I percorsi del Cardarelli, ospedale che anche formalmente è misto, sono disciplinati da istruzioni operative e supporti tecnologici che «dovrebbero rendere sicura la permanenza e il trasporto dei pazienti».
E che il dg della Programmazione sanitaria del ministero della Salute Andrea Urbani usi il condizionale già denota che la relazione sulla visita ispettiva, da lui stesso disposta e svoltasi in tutti e tre gli ospedali Asrem e nella casa della salute di Larino, non è tenera. Non punitiva, nessun verbale ispettivo del dicastero, a meno di macroscopiche illegittimità, lo è. Tuttavia, le «azioni di miglioramento» chieste alla Regione sono precise. E i rilievi da cui scaturiscono numerosi.
La nota, e così fu per la visita che si è svolta il 27 e 28 gennaio scorsi, ripercorre anche le criticità segnalate nelle sue relazioni dal commissario della sanità Angelo Giustini. Per esempio, contrariamente a quanto da lui evidenziato, la separazione nel blocco operatorio fra terapie intensive Covid e non Covid agli ispettori coordinati dalla dottoressa Simona Carbone è sembrata efficace. Ma dalla sezione Covid della rianimazione del Cardarelli, si deve passare in un corridoio pulito per andarsi a svestire – rileva il verbale – con «rischio di contaminazione».
Inoltre, solo in alcuni casi e non sempre le operazioni non urgenti di pazienti che avranno poi bisogno di terapia intensiva post intervento vengono programmate negli ospedali di Isernia e Termoli.

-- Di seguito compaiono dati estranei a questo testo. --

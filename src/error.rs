use std::collections::BTreeMap;

use axum::{
    extract::rejection::JsonRejection,
    http::StatusCode,
    response::{IntoResponse, Response},
};
use serde_json::Value;

use crate::{
    repository::RepositoryError,
    response::{ApiResponse, messages},
};

/// Field name -> list of human-readable problems.
pub type FieldErrors = BTreeMap<String, Vec<String>>;

/// ApiError
///
/// Every failure a handler can return. Rendering always goes through the
/// [`ApiResponse`] envelope, so clients never see a bare status or a stack trace.
#[derive(Debug, thiserror::Error)]
pub enum ApiError {
    /// Empty or invalid input (422). `errors` carries per-field details when known.
    #[error("{message}")]
    Validation {
        message: String,
        errors: Option<FieldErrors>,
    },

    /// No matching record (404).
    #[error("{0}")]
    NotFound(String),

    /// The operation does not apply to the record's current state (400).
    #[error("{0}")]
    InvalidState(String),

    /// Bad credentials, bad refresh token or missing bearer (401).
    #[error("{0}")]
    Unauthorized(String),

    /// Unexpected failure whose message is meant for the client (500).
    #[error("{0}")]
    Internal(String),

    /// Store failure; the cause is logged, never rendered (500).
    #[error(transparent)]
    Repository(#[from] RepositoryError),
}

impl ApiError {
    pub fn validation(message: impl Into<String>) -> Self {
        ApiError::Validation {
            message: message.into(),
            errors: None,
        }
    }

    pub fn invalid_fields(errors: FieldErrors) -> Self {
        ApiError::Validation {
            message: messages::INVALID_DATA.to_string(),
            errors: Some(errors),
        }
    }

    pub fn status_code(&self) -> StatusCode {
        match self {
            ApiError::Validation { .. } => StatusCode::UNPROCESSABLE_ENTITY,
            ApiError::NotFound(_) => StatusCode::NOT_FOUND,
            ApiError::InvalidState(_) => StatusCode::BAD_REQUEST,
            ApiError::Unauthorized(_) => StatusCode::UNAUTHORIZED,
            ApiError::Internal(_) | ApiError::Repository(_) => StatusCode::INTERNAL_SERVER_ERROR,
        }
    }
}

impl From<JsonRejection> for ApiError {
    fn from(rejection: JsonRejection) -> Self {
        let mut errors = FieldErrors::new();
        errors.insert("body".to_string(), vec![rejection.body_text()]);
        ApiError::invalid_fields(errors)
    }
}

impl IntoResponse for ApiError {
    fn into_response(self) -> Response {
        let status = self.status_code();
        let (message, data) = match self {
            ApiError::Validation { message, errors } => {
                let data = errors.and_then(|e| serde_json::to_value(e).ok());
                (message, data)
            }
            ApiError::NotFound(message)
            | ApiError::InvalidState(message)
            | ApiError::Unauthorized(message)
            | ApiError::Internal(message) => (message, None),
            ApiError::Repository(e) => {
                tracing::error!("repository error: {:?}", e);
                (messages::INTERNAL_ERROR.to_string(), None)
            }
        };

        ApiResponse::<Value>::failure(data, message, status).into_response()
    }
}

E, chicca interessante, la direzione strategica di Asrem che qualche mese fa in una riunione ha chiesto ai primari di autogestirsi, non dando quindi indicazioni imperative sullo spostamento delle attività programmate negli spoke visto che l’hub ha la terapia intensiva dedicata solo al Covid, ha addebitato l’inadempimento alla «resistenza dei professionisti chirurghi a riconfigurare le proprie attività sulla base delle mutate esigenze». Naturalmente, Roma ha quindi segnalato «la mancata governance delle liste operatorie con potenziale inappropriatezza di indicazioni e tipologia di interventi da non differire». E la mancanza di una governance di direzione medica di presidio.
Nel verbale c’è, finalmente, anche una indicazione chiara di dove sono dislocati i posti aggiuntivi di terapia intensiva attivati per l’emergenza pandemica. Sei in più a Campobasso e 3 in più a Isernia.
Ancora, gli ispettori scrivono che non c’è evidenza di procedure e percorsi per la gestione delle reti tempo dipendenti in particolare per i pazienti che hanno bisogno di interventi simultanei.
Al San Timoteo di Termoli, promiscuità dei percorsi con locali di vestizione e vestizione non configurati correttamente. Al Veneziale i rilievi degli ispettori sono molto numerosi: fra questi, «inadeguate condizioni igienico­sanitarie dei blocchi operatori».
Capitolo Vietri, che ieri ha fatto capolino sulla stampa locale perché il più ‘appetibile’ viste le polemiche che ancora si alimentano. Gli ispettori di Urbani hanno confermato quello che gli atti di programmazione sanitaria degli ultimi anni hanno sancito: è «inidoneo alla riconversione parziale o totale in ospedale Covid» perché non c’è laboratorio analisi ma solo un punto prelievi, non c’è la radiologia e la terapia intensiva, quella vecchia presente «mai attivata e ormai datata». E, dulcis in fundo, non c’è personale.
Anzi, scrive Urbani (che pure una settimana fa a Giustini da quanto è trapelato aveva dato un assenso all’utilizzo parziale per il Covid pur con precise prescrizioni) in chiusura della relazione, la casa della salute di Larino va orientata verso quello che i decreti 48 e 65 di Giustini prevedono e cioè l’assistenza in Adi delle patologie croniche e la riabilitazione e gli ambulatori post Covid.
Queste sono solo alcune delle considerazioni all’esito dell’ispezione. Nessun vincitore e nessun vinto: tutti sono chiamati a mettere in campo i miglioramenti richiesti dal Ministero e a far sapere a Roma entro quanto tempo li realizzeranno.